- Location of Hermitage in Bradley County, Arkansas.
- Coordinates: 33°26′51″N 92°10′17″W﻿ / ﻿33.44750°N 92.17139°W
- Country: United States
- State: Arkansas
- County: Bradley

Area
- • Total: 1.07 sq mi (2.76 km^{2})
- • Land: 1.07 sq mi (2.76 km^{2})
- • Water: 0 sq mi (0.00 km^{2})
- Elevation: 157 ft (48 m)

Population (2020)
- • Total: 525
- • Estimate (2025): 516
- • Density: 490/sq mi (190/km^{2})
- Time zone: UTC-6 (Central (CST))
- • Summer (DST): UTC-5 (CDT)
- ZIP code: 71647
- Area code: 870
- FIPS code: 05-31540
- GNIS feature ID: 2405820

= Hermitage, Arkansas =

Hermitage is a city in Bradley County, Arkansas, United States. As of the 2020 census, Hermitage had a population of 525.

Jeff Wardlaw, the District 8 member of the Arkansas House of Representatives, operates Wardlaw Brothers Farms, Inc., in Hermitage.

==Geography==

According to the United States Census Bureau, the town has a total area of 3.0 km2, all land.

==Demographics==

As of the census of 2000, there were 769 people, 219 households, and 142 families residing in the town. The population density was258.2 /km2. There were 361 housing units at an average density of 121.2 /km2. The racial makeup of the town was 45.25% White, 30.30% Black or African American, 0.26% Native American, 0.13% Asian, 22.50% from other races, and 1.56% from two or more races. 27.57% of the population were Hispanic or Latino of any race.
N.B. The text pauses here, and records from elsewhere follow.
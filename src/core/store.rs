// Discount Card - core/store.rs
//
// The provider store seam. The session only ever asks two questions of the
// catalog, so the trait is exactly those two queries. The SQLite-backed
// implementation lives in the platform layer; `MemoryStore` here backs unit
// tests and programmatic use.

use crate::core::filter::{matches_all, Predicate};
use crate::core::model::{Dimension, ProviderRecord};
use crate::util::error::StoreError;

/// A read-only relation of provider records.
pub trait ProviderStore {
    /// Observed values of `dimension` among records matching `predicates`.
    ///
    /// Implementations exclude absent and empty values. Order and duplicates
    /// are unspecified; the caller sorts and de-duplicates.
    fn distinct_values(
        &self,
        dimension: Dimension,
        predicates: &[Predicate<'_>],
    ) -> Result<Vec<String>, StoreError>;

    /// All records matching `predicates`, in storage order.
    fn rows(&self, predicates: &[Predicate<'_>]) -> Result<Vec<ProviderRecord>, StoreError>;

    /// Short human-readable description of where the records come from.
    fn describe(&self) -> String;
}

/// Provider records held in memory, in insertion order.
#[derive(Debug, Clone, Default)]
pub struct MemoryStore {
    records: Vec<ProviderRecord>,
}

impl MemoryStore {
    pub fn new(records: Vec<ProviderRecord>) -> Self {
        Self { records }
    }
}

impl ProviderStore for MemoryStore {
    fn distinct_values(
        &self,
        dimension: Dimension,
        predicates: &[Predicate<'_>],
    ) -> Result<Vec<String>, StoreError> {
        let mut values: Vec<String> = self
            .records
            .iter()
            .filter(|r| matches_all(r, predicates))
            .filter_map(|r| r.attribute(dimension))
            .filter(|v| !v.is_empty())
            .map(str::to_string)
            .collect();
        values.sort_unstable();
        values.dedup();
        Ok(values)
    }

    fn rows(&self, predicates: &[Predicate<'_>]) -> Result<Vec<ProviderRecord>, StoreError> {
        Ok(self
            .records
            .iter()
            .filter(|r| matches_all(r, predicates))
            .cloned()
            .collect())
    }

    fn describe(&self) -> String {
        format!("in-memory catalog ({} providers)", self.records.len())
    }
}
// Discount Card - platform/sqlite.rs
//
// SQLite-backed provider store.
//
// A fresh read-only connection is opened for every query and dropped when
// the query returns; nothing is pooled and nothing is ever written.
// Column names come only from `Dimension::column`, values are always bound
// parameters.

use crate::core::filter::Predicate;
use crate::core::model::{Dimension, ProviderRecord};
use crate::core::store::ProviderStore;
use crate::util::constants::PROVIDERS_TABLE;
use crate::util::error::StoreError;
use rusqlite::types::Value;
use rusqlite::{params_from_iter, Connection, OpenFlags, Row};
use std::path::{Path, PathBuf};

/// Columns read for every provider row, in `ProviderRecord` field order.
const RECORD_COLUMNS: [&str; 10] = [
    "provider_name",
    "address",
    "phone",
    "hotline",
    "agreed_prices",
    "governorate",
    "area",
    "provider_type",
    "main_specialty",
    "sub_specialty",
];

/// Provider store backed by a SQLite database file.
#[derive(Debug, Clone)]
pub struct SqliteStore {
    path: PathBuf,
}

impl SqliteStore {
    /// Open the store at `path`, checking that the file can be opened and
    /// holds a providers table.
    ///
    /// The file is never created: a missing database is `Unreachable`.
    pub fn open(path: impl AsRef<Path>) -> Result<Self, StoreError> {
        let store = Self {
            path: path.as_ref().to_path_buf(),
        };
        let conn = store.connect()?;

        let exists: bool = conn
            .query_row(
                "SELECT EXISTS(SELECT 1 FROM sqlite_master WHERE type IN ('table', 'view') AND name = ?1)",
                [PROVIDERS_TABLE],
                |row| row.get(0),
            )
            .map_err(|e| store.query_error(e))?;

        if !exists {
            return Err(StoreError::MissingTable {
                path: store.path.clone(),
                table: PROVIDERS_TABLE,
            });
        }

        tracing::info!(path = %store.path.display(), "Provider database opened");
        Ok(store)
    }

    fn connect(&self) -> Result<Connection, StoreError> {
        Connection::open_with_flags(
            &self.path,
            OpenFlags::SQLITE_OPEN_READ_ONLY | OpenFlags::SQLITE_OPEN_NO_MUTEX,
        )
        .map_err(|e| StoreError::Unreachable {
            path: self.path.clone(),
            source: e,
        })
    }

    fn query_error(&self, source: rusqlite::Error) -> StoreError {
        StoreError::Query {
            path: self.path.clone(),
            source,
        }
    }
}

/// Append ` AND column = ?` for each predicate.
fn push_predicates(sql: &mut String, predicates: &[Predicate<'_>]) {
    for p in predicates {
        sql.push_str(" AND ");
        sql.push_str(p.dimension.column());
        sql.push_str(" = ?");
    }
}

/// `SELECT DISTINCT` over one filter column, skipping NULL and empty values.
fn distinct_sql(dimension: Dimension, predicates: &[Predicate<'_>]) -> String {
    let column = dimension.column();
    let mut sql = format!(
        "SELECT DISTINCT {column} FROM {PROVIDERS_TABLE} \
         WHERE {column} IS NOT NULL AND {column} != ''"
    );
    push_predicates(&mut sql, predicates);
    sql
}

/// Row query in storage order; `1=1` anchors the AND chain.
fn rows_sql(predicates: &[Predicate<'_>]) -> String {
    let mut sql = format!(
        "SELECT {} FROM {PROVIDERS_TABLE} WHERE 1=1",
        RECORD_COLUMNS.join(", ")
    );
    push_predicates(&mut sql, predicates);
    sql
}

/// Render any SQLite value as text. NULL is absent; numbers keep their
/// decimal form so phone numbers stored as integers survive.
fn value_to_text(value: Value) -> Option<String> {
    match value {
        Value::Null => None,
        Value::Integer(i) => Some(i.to_string()),
        Value::Real(f) => Some(format!("{f:?}")),
        Value::Text(s) => Some(s),
        Value::Blob(b) => Some(String::from_utf8_lossy(&b).into_owned()),
    }
}

fn text_at(row: &Row<'_>, idx: usize) -> rusqlite::Result<Option<String>> {
    row.get::<_, Value>(idx).map(value_to_text)
}

fn record_from_row(row: &Row<'_>) -> rusqlite::Result<ProviderRecord> {
    Ok(ProviderRecord {
        provider_name: text_at(row, 0)?,
        address: text_at(row, 1)?,
        phone: text_at(row, 2)?,
        hotline: text_at(row, 3)?,
        agreed_prices: text_at(row, 4)?,
        governorate: text_at(row, 5)?,
        area: text_at(row, 6)?,
        provider_type: text_at(row, 7)?,
        main_specialty: text_at(row, 8)?,
        sub_specialty: text_at(row, 9)?,
    })
}

impl ProviderStore for SqliteStore {
    fn distinct_values(
        &self,
        dimension: Dimension,
        predicates: &[Predicate<'_>],
    ) -> Result<Vec<String>, StoreError> {
        let sql = distinct_sql(dimension, predicates);
        tracing::debug!(%sql, params = predicates.len(), "Distinct query");

        let conn = self.connect()?;
        let mut stmt = conn.prepare(&sql).map_err(|e| self.query_error(e))?;
        let values = stmt
            .query_map(params_from_iter(predicates.iter().map(|p| p.value)), |row| {
                text_at(row, 0)
            })
            .map_err(|e| self.query_error(e))?
            .filter_map(|r| r.transpose())
            .collect::<rusqlite::Result<Vec<String>>>()
            .map_err(|e| self.query_error(e))?;

        Ok(values)
    }

    fn rows(&self, predicates: &[Predicate<'_>]) -> Result<Vec<ProviderRecord>, StoreError> {
        let sql = rows_sql(predicates);
        tracing::debug!(%sql, params = predicates.len(), "Row query");

        let conn = self.connect()?;
        let mut stmt = conn.prepare(&sql).map_err(|e| self.query_error(e))?;
        let rows = stmt
            .query_map(
                params_from_iter(predicates.iter().map(|p| p.value)),
                record_from_row,
            )
            .map_err(|e| self.query_error(e))?
            .collect::<rusqlite::Result<Vec<_>>>()
            .map_err(|e| self.query_error(e))?;

        Ok(rows)
    }

    fn describe(&self) -> String {
        self.path.display().to_string()
    }
}
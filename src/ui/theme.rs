// Discount Card - ui/theme.rs
//
// Colour scheme, notice colours, and layout constants.
// No dependencies on app state or business logic.

use crate::app::state::NoticeLevel;
use egui::Color32;

/// Accent colour for a message dialog.
pub fn notice_colour(level: NoticeLevel, dark_mode: bool) -> Color32 {
    match (level, dark_mode) {
        (NoticeLevel::Info, true) => Color32::from_rgb(147, 197, 253), // Blue 300
        (NoticeLevel::Info, false) => Color32::from_rgb(29, 78, 216),  // Blue 700
        (NoticeLevel::Warning, true) => Color32::from_rgb(252, 211, 77), // Amber 300
        (NoticeLevel::Warning, false) => Color32::from_rgb(180, 83, 9), // Amber 700
        (NoticeLevel::Error, true) => Color32::from_rgb(248, 113, 113), // Red 400
        (NoticeLevel::Error, false) => Color32::from_rgb(185, 28, 28), // Red 700
    }
}

/// Base egui visuals for the chosen mode.
pub fn visuals(dark_mode: bool) -> egui::Visuals {
    if dark_mode {
        egui::Visuals::dark()
    } else {
        egui::Visuals::light()
    }
}

/// Background tint for alternating result rows.
pub fn stripe_colour(dark_mode: bool) -> Color32 {
    if dark_mode {
        Color32::from_rgba_premultiplied(255, 255, 255, 6)
    } else {
        Color32::from_rgba_premultiplied(0, 0, 0, 10)
    }
}

/// Layout constants.
pub const FILTER_COMBO_WIDTH: f32 = 150.0;
pub const ACTION_BUTTON_WIDTH: f32 = 100.0;
pub const DETAIL_PANE_HEIGHT: f32 = 160.0;
pub const ROW_HEIGHT: f32 = 22.0;

/// Results table column widths, in `EXPORT_HEADERS` order. The last column
/// takes whatever width remains.
pub const COLUMN_WIDTHS: [f32; 4] = [260.0, 320.0, 140.0, 110.0];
There were 261 households, out of which 42.9% had children under the age of 18 living with them, 40.2% were married couples living together, 26.1% had a female householder with no husband present, and 28.4% were non-families. 24.5% of all households were made up of individuals, and 11.5% had someone living alone who was 65 years of age or older. The average household size was 2.95 and the average family size was 3.51.

In the town, the population was spread out, with 36.8% under the age of 18, 14.2% from 18 to 24, 26.0% from 25 to 44, 13.9% from 45 to 64, and 9.1% who were 65 years of age or older. The median age was 24 years. For every 100 females, there were 94.7 males. For every 100 females age 18 and over, there were 91.3 males.

The median income for a household in the town was $18,438, and the median income for a family was $24,792. Males had a median income of $21,136 versus $17,500 for females. The per capita income for the town was $10,571. About 34.8% of families and 39.3% of the population were below the poverty line, including 51.0% of those under age 18 and 18.1% of those age 65 or over.

Historical population
| Census | Pop. | Note | %± |
| 1910 | 247 |  | — |
| 1920 | 285 |  | 15.4% |
| 1930 | 419 |  | 47.0% |
| 1940 | 344 |  | −17.9% |
| 1950 | 398 |  | 15.7% |
| 1960 | 379 |  | −4.8% |
| 1970 | 399 |  | 5.3% |
| 1980 | 378 |  | −5.3% |
| 1990 | 639 |  | 69.0% |
| 2000 | 769 |  | 20.3% |
| 2010 | 830 |  | 7.9% |
| 2020 | 525 |  | −36.7% |
| 2025 (est.) | 516 | Decrease | −1.7% |
U.S. Decennial Census

==Public schools==

The Hermitage School District serves the residents of the southern part of Bradley County, Arkansas, United States. Hermitage is known for its Future Farmers of America program. In 2001, The Hermitage High School forestry team won the national championships in forestry.

The Southeast Arkansas Public Library operates the Hermitage Branch Library.

==Railroad==

Genesee & Wyoming owns the railroad that goes through Hermitage. The Fordyce & Princeton Railroad had purchased the railroad after the liquidation of Chicago, Rock Island and Pacific Railroad. The Genesee & Wyoming passes through Hermitage. The railroad runs from Tinsman to Crossett, Arkansas, (44 miles) via Banks, Arkansas, Craney, Hermitage, Arkansas, Ingalls, Arkansas, Vick, Arkansas, Broad, Emery, and Whitlow. In the past, a branch of the Warren and Saline River Railroad connected between Warren, Arkansas and the Chicago, Rock Island and Pacific Railroad just north of Hermitage.

In the early 1900s, the Chicago, Rock Island and Pacific Railroad (CRI&PR) was built by Hermitage to allowed timber and lumber to move between the sawmills in Crossett to Fordyce. The Fordyce Lumber Company sawmills to The Crossett Lumber Company. Both companies were owned by Charles Warner Gates, John Wenzel Watzek and Edward Savage Crossett. On March 10, 1907, the Chicago, Rock Island and Pacific Railroad (CRI&PR) connected the town of Crossett to Fordyce.